Academic appointments
In 1928 Vidyadhar Shastri was appointed lecturer in Sanskrit at Dungar College in Bikaner and became Head, Department of Sanskrit in 1936. After retiring from Dungar College in 1956, Vidyadhar Shastri served as Head, Department of Sanskrit at Hiralal Barahsaini College, Aligarh.  In 1958, he established the Hindi Vishwa Bharati (Bikaner) for the promotion of Sanskrit, Hindi and Rajasthani literature. He served as lifetime head of this institute.

Teaching
In addition to being the Guru for the royal household of Bikaner, Shastri mentored and inspired many students. Prominent names of these students include Swami Narottamdas, Brahmanand Sharma, Kashiram Sharma, Krishna Mehta and Rawat Saraswat.

Authorship
The Sanskrit Mahakavya (epic poem), Haranamamritam may appear at first glance to be a biography of his grandfather Harnamdutt Shastri, however, the primary purpose is to inspire its readers to devote themselves to improve the world.  In the other Mahakavya, Vishwamanaviyam the poet addresses the impact of modernisation and the 1969 moon landing.  Vikramabhinnadanam illustrates the cultural traditions during the rule of Chandragupta Vikramaditya and memorialises Shankracharya, Rani Padmvati, Rana Pratap, Guru Govind Singh, Shivaji and others continuing these traditions.  The Vaichitraya Lahari is an entreaty to the populace to a reflect on their unrestrained behaviour.  Written in a humorous vein, the Matta Lahari's protagonist is a drunkard (matta in Sanskrit),who invites everyone to free themselves from the bonds of society and join him in the tavern.  Anand Mandakini is complementary to the Matta Lahari; here the drunkard's companion exhorts him to garner some accomplishments as the time spent drinking will be irretrievable. Himadri Mahatyam was written in the year of the centennial celebration of Madan Mohan Malaviya and the Indo-China war of 1962; in the poem Madan Mohan Malaviya asks all Indians to defend the Himalaya. Shakuntala Vigyanam is a commentary on the Kalidasa play Abhigyana Shakuntalam, in which the poet illustrates that the spirit of love permeates the work.

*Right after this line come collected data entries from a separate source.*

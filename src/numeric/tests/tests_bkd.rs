use crate::numeric::bkd::{NumericIndexReader, NumericIndexWriter};
use crate::numeric::NumericValue;
use crate::posting::{PostingIterator, END_OF_STREAM};

fn drain(mut union: impl PostingIterator) -> Vec<u32> {
    let mut out = Vec::new();
    loop {
        let id = union.next().unwrap();
        if id == END_OF_STREAM {
            break;
        }
        out.push(id);
    }
    out.sort_unstable();
    out
}

fn build(values: &[i32], max_leaf: usize, skip: u32, min_leaves: u32) -> (Vec<u8>, Vec<u8>) {
    let mut writer = NumericIndexWriter::new(4, max_leaf);
    for (row, &v) in values.iter().enumerate() {
        writer
            .add(NumericValue::I32(v).encode(), row as u32)
            .unwrap();
    }
    let components = writer.finish(skip, min_leaves).unwrap();
    let tree = components
        .iter()
        .find(|(c, _)| matches!(c, crate::segment::ComponentType::KdTree))
        .unwrap()
        .1
        .clone();
    let postings = components
        .iter()
        .find(|(c, _)| matches!(c, crate::segment::ComponentType::KdTreePostingLists))
        .unwrap()
        .1
        .clone();
    (tree, postings)
}

#[test]
fn range_query_finds_matching_rows() {
    let values: Vec<i32> = (0..100).collect();
    let (tree, postings) = build(&values, 8, 2, 2);
    let reader = NumericIndexReader::open(&tree, &postings).unwrap();

    let lo = NumericValue::I32(10).encode();
    let hi = NumericValue::I32(20).encode();
    let union = reader.range_query(&lo, &hi).unwrap();
    let rows = drain(union);
    assert_eq!(rows, (10..=20).collect::<Vec<u32>>());
}

#[test]
fn equality_query_finds_single_row() {
    let values: Vec<i32> = vec![-5, 0, 5, 10, 15];
    let (tree, postings) = build(&values, 2, 1, 1);
    let reader = NumericIndexReader::open(&tree, &postings).unwrap();

    let key = NumericValue::I32(10).encode();
    let union = reader.range_query(&key, &key).unwrap();
    assert_eq!(drain(union), vec![3]);
}

#[test]
fn negative_and_positive_values_order_correctly() {
    let values: Vec<i32> = vec![-100, -50, 0, 50, 100];
    let (tree, postings) = build(&values, 2, 1, 1);
    let reader = NumericIndexReader::open(&tree, &postings).unwrap();

    let lo = NumericValue::I32(-60).encode();
    let hi = NumericValue::I32(10).encode();
    let union = reader.range_query(&lo, &hi).unwrap();
    assert_eq!(drain(union), vec![1, 2]);
}

#[test]
fn empty_index_range_query_returns_nothing() {
    let (tree, postings) = build(&[], 8, 2, 2);
    let reader = NumericIndexReader::open(&tree, &postings).unwrap();
    assert!(reader.is_empty());
    let union = reader.range_query(&[0, 0, 0, 0], &[0, 0, 0, 1]).unwrap();
    assert_eq!(drain(union), Vec::<u32>::new());
}

#[test]
fn sampled_internal_nodes_still_return_correct_union() {
    // bkd_postings_skip = 1 samples every depth, so internal nodes with
    // enough descendant leaves carry precomputed postings exercised by
    // the `fully_inside` fast path in `descend`.
    let values: Vec<i32> = (0..256).collect();
    let (tree, postings) = build(&values, 4, 1, 1);
    let reader = NumericIndexReader::open(&tree, &postings).unwrap();

    let lo = NumericValue::I32(0).encode();
    let hi = NumericValue::I32(255).encode();
    let union = reader.range_query(&lo, &hi).unwrap();
    assert_eq!(drain(union), (0..256).collect::<Vec<u32>>());
}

The Shiva pushpanjali is the poet's first published work (1915); it does not used a fixed metre and also uses the style of ghazals and qawwalis. Surya Stavana was published at the same time as Shiva pushpanjali. In Lila Lahari the poet acquaints the reader with all the branches of Indian philosophy with Advaita being the fundamental form.

Purnanandanam
The Sanskrit play Purnanandanam is based on a popular folk tale; the protagonist Purnamala is the son born to the King of Sialkot but due to adverse astrological signs has to be sent away for sixteen years.  During this interval the king takes another (younger) wife named Naveena. When Purnamala returns Naveena is attracted to him; however, Purnamala rejects her advances. Miffed, Naveena causes the King to sentence Purnamala to death on charges of attempted rape. Purnamala is taken to the forest to be beheaded, instead the executioners throw him down a well. Guru Gorakhnath and his followers rescue Purnamala from the well. After receiving education from the Guru, Purnamala is instructed to return to Sialkot. On Purnamala's return to the palace, the now aged King breaks down in tears and hugs Purnamala. At the beseeching of Purnamala's mother, Guru Gorakhnath manifests at the palace. He instructs Purnamala to stay in Sialkot until Naveena's son capable of taking the reins of power.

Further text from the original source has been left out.